The Blink Comparator

Article by Darren Rousar.

Classic ZEISS Blink ComparatorThe Zeiss Blink Comparator. Note that I found this image via a Google search. Reverse image searching turned up no credible copyright source for it.
An article about the Blink Comparator is here on the Zeiss website.

When in Sight-Size, a key way to visually check your work is to quickly flick your eye between it and nature (your source)*. Any errors will appear to visually blink, or ‘jump’ out of place. This act relies on a process known by cognitive psychologists as persistence of vision or the sparkler’s trail effect.

Your mind, for a split second, retains everything your eye sees. If you switch fast enough, each time your eye rests on each of a pair of similar images you become briefly aware of the differences. These differences will appear to jump or blink. It is an effect which is not only of use to artists, it also helped discover a planet.**

In many ways, Clyde Tombaugh (1906-1997) was the twentieth-century’s Galileo. The comparisons are quite stunning. As a young man of 20 he designed and built a telescope. Two more followed, each with lenses and mirrors that Tombaugh ground himself. To record what he saw through his telescopes, he drew. As evidenced by some of those drawings, Tombaugh’s observational prowess landed him a job at the Lowell Observatory in Flagstaff, Arizona.

That job allowed him a chance to use instruments far beyond those he made using his home-brew skills. One such instrument was the Blink Comparator.

Clyde Tombaugh at the Blink Comparator (1935 ca.)Clyde Tombaugh at the Blink Comparator (1935). Photo courtesy of the Lowell Observatory Archives.

The instrument works as follows. First, a photograph is taken with a camera of a select portion of the night sky. A few says later, at the same time of night, another photograph is taken of the exact same portion of the sky. Both photos are then mounted on the viewing plates of the Comparator, with one on each side. Above each is a microscope with their views reflected, using mirrors, into a central viewing eyepiece. You can see a good example of this in the first image at the top of this article.

Every second the machine would alternately illuminate one of the photographs.

The observer’s job is to discern the differences between the two images, to find the blinks. A difference means that something in the sky is moving. That movement could indicate an asteroid, a comet, or even a planet. If something moves in an area where movement was not previously observed, it’s a new discovery! Given that there might be hundreds, if not thousands of little white dots populating each photograph, it is a difficult job. The Blink Comparator and our brain’s persistence of vision changed all that.

PlutoBlink-AnimatedThis animated gif shows what Clyde Tombaugh saw through the Blink Comparator on February 18, 1930.
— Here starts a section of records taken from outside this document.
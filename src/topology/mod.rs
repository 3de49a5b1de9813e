pub mod edge;
pub mod face;
pub mod shell;
pub mod solid;
pub mod vertex;
pub mod wire;

mod shape;

pub use edge::{EdgeCurve, EdgeData, EdgeId};
pub use face::{FaceData, FaceId, FaceSurface};
pub use shell::{ShellData, ShellId};
pub use solid::{SolidData, SolidId};
pub use vertex::{VertexData, VertexId};
pub use shape::Shape;
pub use wire::{OrientedEdge, WireData, WireId};

use std::collections::HashMap;

use crate::error::TopologyError;
use slotmap::SlotMap;

/// Central arena that owns all topological entities.
///
/// Entities reference each other via typed IDs (generational indices),
/// avoiding self-referential structures and enabling safe mutation.
#[derive(Debug, Default)]
pub struct TopologyStore {
    vertices: SlotMap<VertexId, VertexData>,
    edges: SlotMap<EdgeId, EdgeData>,
    wires: SlotMap<WireId, WireData>,
    faces: SlotMap<FaceId, FaceData>,
    shells: SlotMap<ShellId, ShellData>,
    solids: SlotMap<SolidId, SolidData>,
}

impl TopologyStore {
    /// Creates a new, empty topology store.
    #[must_use]
    pub fn new() -> Self {
        Self::default()
    }

    // --- Vertex operations ---

    /// Inserts a vertex and returns its ID.
    pub fn add_vertex(&mut self, data: VertexData) -> VertexId {
        self.vertices.insert(data)
    }

    /// Returns a reference to the vertex data, or an error if not found.
    ///
    /// # Errors
    ///
    /// Returns an error if the entity is not found in the store.
    pub fn vertex(&self, id: VertexId) -> Result<&VertexData, TopologyError> {
        self.vertices
            .get(id)
            .ok_or_else(|| TopologyError::EntityNotFound("vertex".into()))
    }

    // --- Edge operations ---

    /// Inserts an edge and returns its ID.
    pub fn add_edge(&mut self, data: EdgeData) -> EdgeId {
        self.edges.insert(data)
    }

    /// Returns a reference to the edge data, or an error if not found.
    ///
    /// # Errors
    ///
    /// Returns an error if the entity is not found in the store.
    pub fn edge(&self, id: EdgeId) -> Result<&EdgeData, TopologyError> {
        self.edges
            .get(id)
            .ok_or_else(|| TopologyError::EntityNotFound("edge".into()))
    }

    // --- Wire operations ---

    /// Inserts a wire and returns its ID.
    pub fn add_wire(&mut self, data: WireData) -> WireId {
        self.wires.insert(data)
    }

    /// Returns a reference to the wire data, or an error if not found.
    ///
    /// # Errors
    ///
    /// Returns an error if the entity is not found in the store.
    pub fn wire(&self, id: WireId) -> Result<&WireData, TopologyError> {
        self.wires
            .get(id)
            .ok_or_else(|| TopologyError::EntityNotFound("wire".into()))
    }

    // --- Face operations ---

    /// Inserts a face and returns its ID.
    pub fn add_face(&mut self, data: FaceData) -> FaceId {
        self.faces.insert(data)
    }

    /// Returns a reference to the face data, or an error if not found.
    ///
    /// # Errors
    ///
    /// Returns an error if the entity is not found in the store.
    pub fn face(&self, id: FaceId) -> Result<&FaceData, TopologyError> {
        self.faces
            .get(id)
            .ok_or_else(|| TopologyError::EntityNotFound("face".into()))
    }

    // --- Shell operations ---

    /// Inserts a shell and returns its ID.
    pub fn add_shell(&mut self, data: ShellData) -> ShellId {
        self.shells.insert(data)
    }

    /// Returns a reference to the shell data, or an error if not found.
    ///
    /// # Errors
    ///
    /// Returns an error if the entity is not found in the store.
    pub fn shell(&self, id: ShellId) -> Result<&ShellData, TopologyError> {
        self.shells
            .get(id)
            .ok_or_else(|| TopologyError::EntityNotFound("shell".into()))
    }

    // --- Solid operations ---

    /// Inserts a solid and returns its ID.
    pub fn add_solid(&mut self, data: SolidData) -> SolidId {
        self.solids.insert(data)
    }

    /// Returns a reference to the solid data, or an error if not found.
    ///
    /// # Errors
    ///
    /// Returns an error if the entity is not found in the store.
    pub fn solid(&self, id: SolidId) -> Result<&SolidData, TopologyError> {
        self.solids
            .get(id)
            .ok_or_else(|| TopologyError::EntityNotFound("solid".into()))
    }

    // --- Whole-solid operations ---

    /// Returns `true` if the store holds the given solid.
    #[must_use]
    pub fn contains_solid(&self, id: SolidId) -> bool {
        self.solids.contains_key(id)
    }

    /// Number of solids in the store.
    #[must_use]
    pub fn solid_count(&self) -> usize {
        self.solids.len()
    }

    /// Number of faces in the store.
    #[must_use]
    pub fn face_count(&self) -> usize {
        self.faces.len()
    }

    /// Number of edges in the store.
    #[must_use]
    pub fn edge_count(&self) -> usize {
        self.edges.len()
    }

    /// Number of vertices in the store.
    #[must_use]
    pub fn vertex_count(&self) -> usize {
        self.vertices.len()
    }

    /// Returns `true` if the store holds no entities at all.
    #[must_use]
    pub fn is_empty(&self) -> bool {
        self.vertices.is_empty()
            && self.edges.is_empty()
            && self.wires.is_empty()
            && self.faces.is_empty()
            && self.shells.is_empty()
            && self.solids.is_empty()
    }

    /// All faces of a solid, outer shell first, in shell order.
    ///
    /// # Errors
    ///
    /// Returns an error if the solid or one of its shells is missing.
    pub fn solid_faces(&self, id: SolidId) -> Result<Vec<FaceId>, TopologyError> {
        let solid = self.solid(id)?;
        let mut faces = Vec::new();
        for shell_id in std::iter::once(solid.outer_shell).chain(solid.inner_shells.iter().copied()) {
            faces.extend_from_slice(&self.shell(shell_id)?.faces);
        }
        Ok(faces)
    }

    /// Returns `true` if `face` bounds `solid`.
    ///
    /// # Errors
    ///
    /// Returns an error if the solid or one of its shells is missing.
    pub fn solid_has_face(&self, solid: SolidId, face: FaceId) -> Result<bool, TopologyError> {
        Ok(self.solid_faces(solid)?.contains(&face))
    }

    /// Removes a solid and every entity reachable from it.
    ///
    /// Solids never share sub-entities in this store, so the whole graph
    /// below the solid is released. Entities already gone are skipped.
    ///
    /// # Errors
    ///
    /// Returns an error if the solid itself is not in the store.
    pub fn remove_solid(&mut self, id: SolidId) -> Result<(), TopologyError> {
        let solid = self
            .solids
            .remove(id)
            .ok_or_else(|| TopologyError::EntityNotFound("solid".into()))?;

        for shell_id in std::iter::once(solid.outer_shell).chain(solid.inner_shells) {
            let Some(shell) = self.shells.remove(shell_id) else {
                continue;
            };
            for face_id in shell.faces {
                self.release_face(face_id);
            }
        }
        Ok(())
    }

    /// Removes a face that no shell references, with its wires, edges and
    /// vertices.
    ///
    /// # Errors
    ///
    /// Returns an error if the face is not in the store.
    pub fn remove_face(&mut self, id: FaceId) -> Result<(), TopologyError> {
        if self.release_face(id) {
            Ok(())
        } else {
            Err(TopologyError::EntityNotFound("face".into()))
        }
    }

    fn release_face(&mut self, id: FaceId) -> bool {
        let Some(face) = self.faces.remove(id) else {
            return false;
        };
        for wire_id in std::iter::once(face.outer_wire).chain(face.inner_wires) {
            let Some(wire) = self.wires.remove(wire_id) else {
                continue;
            };
            for oe in wire.edges {
                if let Some(edge) = self.edges.remove(oe.edge) {
                    self.vertices.remove(edge.start);
                    self.vertices.remove(edge.end);
                }
            }
        }
        true
    }

    /// Deep-copies a solid from another store into this one, returning the
    /// new handle. Shared vertices and edges stay shared in the copy.
    ///
    /// # Errors
    ///
    /// Returns an error if any entity reachable from `id` is missing in
    /// `source`.
    pub fn copy_solid_from(
        &mut self,
        source: &TopologyStore,
        id: SolidId,
    ) -> Result<SolidId, TopologyError> {
        let mut vertex_map: HashMap<VertexId, VertexId> = HashMap::new();
        let mut edge_map: HashMap<EdgeId, EdgeId> = HashMap::new();

        let solid = source.solid(id)?;
        let mut copy_shell = |store: &mut Self, shell_id: ShellId| -> Result<ShellId, TopologyError> {
            let shell = source.shell(shell_id)?;
            let mut faces = Vec::with_capacity(shell.faces.len());
            for &face_id in &shell.faces {
                let face = source.face(face_id)?;
                let mut wires = Vec::with_capacity(1 + face.inner_wires.len());
                for &wire_id in std::iter::once(&face.outer_wire).chain(&face.inner_wires) {
                    let wire = source.wire(wire_id)?;
                    let mut edges = Vec::with_capacity(wire.edges.len());
                    for oe in &wire.edges {
                        let new_edge = if let Some(&e) = edge_map.get(&oe.edge) {
                            e
                        } else {
                            let edge = source.edge(oe.edge)?;
                            let mut map_vertex = |v: VertexId| -> Result<VertexId, TopologyError> {
                                if let Some(&nv) = vertex_map.get(&v) {
                                    return Ok(nv);
                                }
                                let nv = store.add_vertex(source.vertex(v)?.clone());
                                vertex_map.insert(v, nv);
                                Ok(nv)
                            };
                            let start = map_vertex(edge.start)?;
                            let end = map_vertex(edge.end)?;
                            let e = store.add_edge(EdgeData {
                                start,
                                end,
                                ..edge.clone()
                            });
                            edge_map.insert(oe.edge, e);
                            e
                        };
                        edges.push(OrientedEdge::new(new_edge, oe.forward));
                    }
                    wires.push(store.add_wire(WireData {
                        edges,
                        is_closed: wire.is_closed,
                    }));
                }
                let outer_wire = wires.remove(0);
                faces.push(store.add_face(FaceData {
                    surface: face.surface.clone(),
                    outer_wire,
                    inner_wires: wires,
                    same_sense: face.same_sense,
                }));
            }
            Ok(store.add_shell(ShellData {
                faces,
                is_closed: shell.is_closed,
            }))
        };

        let outer_shell = copy_shell(self, solid.outer_shell)?;
        let mut inner_shells = Vec::with_capacity(solid.inner_shells.len());
        for &shell_id in &solid.inner_shells {
            inner_shells.push(copy_shell(self, shell_id)?);
        }
        Ok(self.add_solid(SolidData {
            outer_shell,
            inner_shells,
        }))
    }
}

#[cfg(test)]
#[allow(clippy::unwrap_used)]
mod tests {
    use super::*;
    use crate::math::Point3;
    use crate::operations::creation::MakeBox;

    #[test]
    fn remove_solid_releases_everything() {
        let mut store = TopologyStore::new();
        let solid = MakeBox::new(Point3::origin(), Point3::new(1.0, 2.0, 3.0))
            .execute(&mut store)
            .unwrap();
        assert_eq!(store.face_count(), 6);

        store.remove_solid(solid).unwrap();
        assert!(store.is_empty());
        assert!(store.remove_solid(solid).is_err());
    }

    #[test]
    fn remove_solid_leaves_other_solids_intact() {
        let mut store = TopologyStore::new();
        let a = MakeBox::new(Point3::origin(), Point3::new(1.0, 1.0, 1.0))
            .execute(&mut store)
            .unwrap();
        let b = MakeBox::new(Point3::new(5.0, 0.0, 0.0), Point3::new(6.0, 1.0, 1.0))
            .execute(&mut store)
            .unwrap();

        store.remove_solid(a).unwrap();
        assert_eq!(store.solid_count(), 1);
        assert_eq!(store.solid_faces(b).unwrap().len(), 6);
    }

    #[test]
    fn copy_solid_preserves_shared_topology() {
        let mut scratch = TopologyStore::new();
        let solid = MakeBox::new(Point3::origin(), Point3::new(1.0, 1.0, 1.0))
            .execute(&mut scratch)
            .unwrap();

        let mut store = TopologyStore::new();
        let copy = store.copy_solid_from(&scratch, solid).unwrap();

        assert_eq!(store.solid_faces(copy).unwrap().len(), 6);
        assert_eq!(store.vertices.len(), scratch.vertices.len());
        assert_eq!(store.edges.len(), scratch.edges.len());
    }

    #[test]
    fn face_membership() {
        let mut store = TopologyStore::new();
        let a = MakeBox::new(Point3::origin(), Point3::new(1.0, 1.0, 1.0))
            .execute(&mut store)
            .unwrap();
        let b = MakeBox::new(Point3::new(2.0, 0.0, 0.0), Point3::new(3.0, 1.0, 1.0))
            .execute(&mut store)
            .unwrap();
        let face_of_b = store.solid_faces(b).unwrap()[0];
        assert!(store.solid_has_face(b, face_of_b).unwrap());
        assert!(!store.solid_has_face(a, face_of_b).unwrap());
    }

    #[test]
    fn remove_face_releases_loose_face() {
        use crate::operations::creation::{MakeFace, MakeWire};

        let mut store = TopologyStore::new();
        let wire = MakeWire::new(
            vec![Point3::origin(), Point3::new(1.0, 0.0, 0.0), Point3::new(0.0, 1.0, 0.0)],
            true,
        )
        .execute(&mut store)
        .unwrap();
        let face = MakeFace::new(wire, vec![]).execute(&mut store).unwrap();

        store.remove_face(face).unwrap();
        assert!(store.is_empty());
        assert!(store.remove_face(face).is_err());
    }
}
Of course, a Blink Comparator is not something useful for drawing, though the principle certainly is.

Vase ComparisonAn ancient Greek krater (your source) and your outline drawing on the right.
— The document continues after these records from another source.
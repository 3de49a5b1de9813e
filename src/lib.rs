pub mod error;
pub mod geometry;
pub mod io;
pub mod math;
pub mod operations;
pub mod pipeline;
pub mod tessellation;
pub mod topology;

pub use error::{CfdPrepError, ImportError, LidError, PipelineError, Result};
pub use pipeline::{PipelineConfig, PipelineRun};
Let’s say that you’re drawing the Greek krater, above, in Sight-Size and that your drawing is in outline on the right. Close one eye and quickly flick it back and forth between the krater and the outline. Initially, focus on one area , and then progress along the outline. Then, try to view the entire image at once. Can you spot the error? It’s very subtle.

If you did not notice the error in the original pair of images, you might be too close to your screen. It also takes some practice and the more finely tuned your eye is, the more quickly you’ll notice the differences.

Flicking your eye back and forth as a way of comparing your artwork to the source not only works when trying to accurately discern shape errors, is also works quite well for value and color errors.

Pluto Blink-KeyPluto, as discovered by Clyde Tombaugh on February 18, 1930.

VaseWhat your brain perceives when you flick your eye between the vase and your drawing.

*This error-checking technique can also work when using comparative measurement. However, the size differences between the source and the artwork make it much more difficult to perceive the errors because your brain is comparing two differently sized perceptions.
**I realize that Pluto is no longer considered to be a planet. It was demoted in 2006.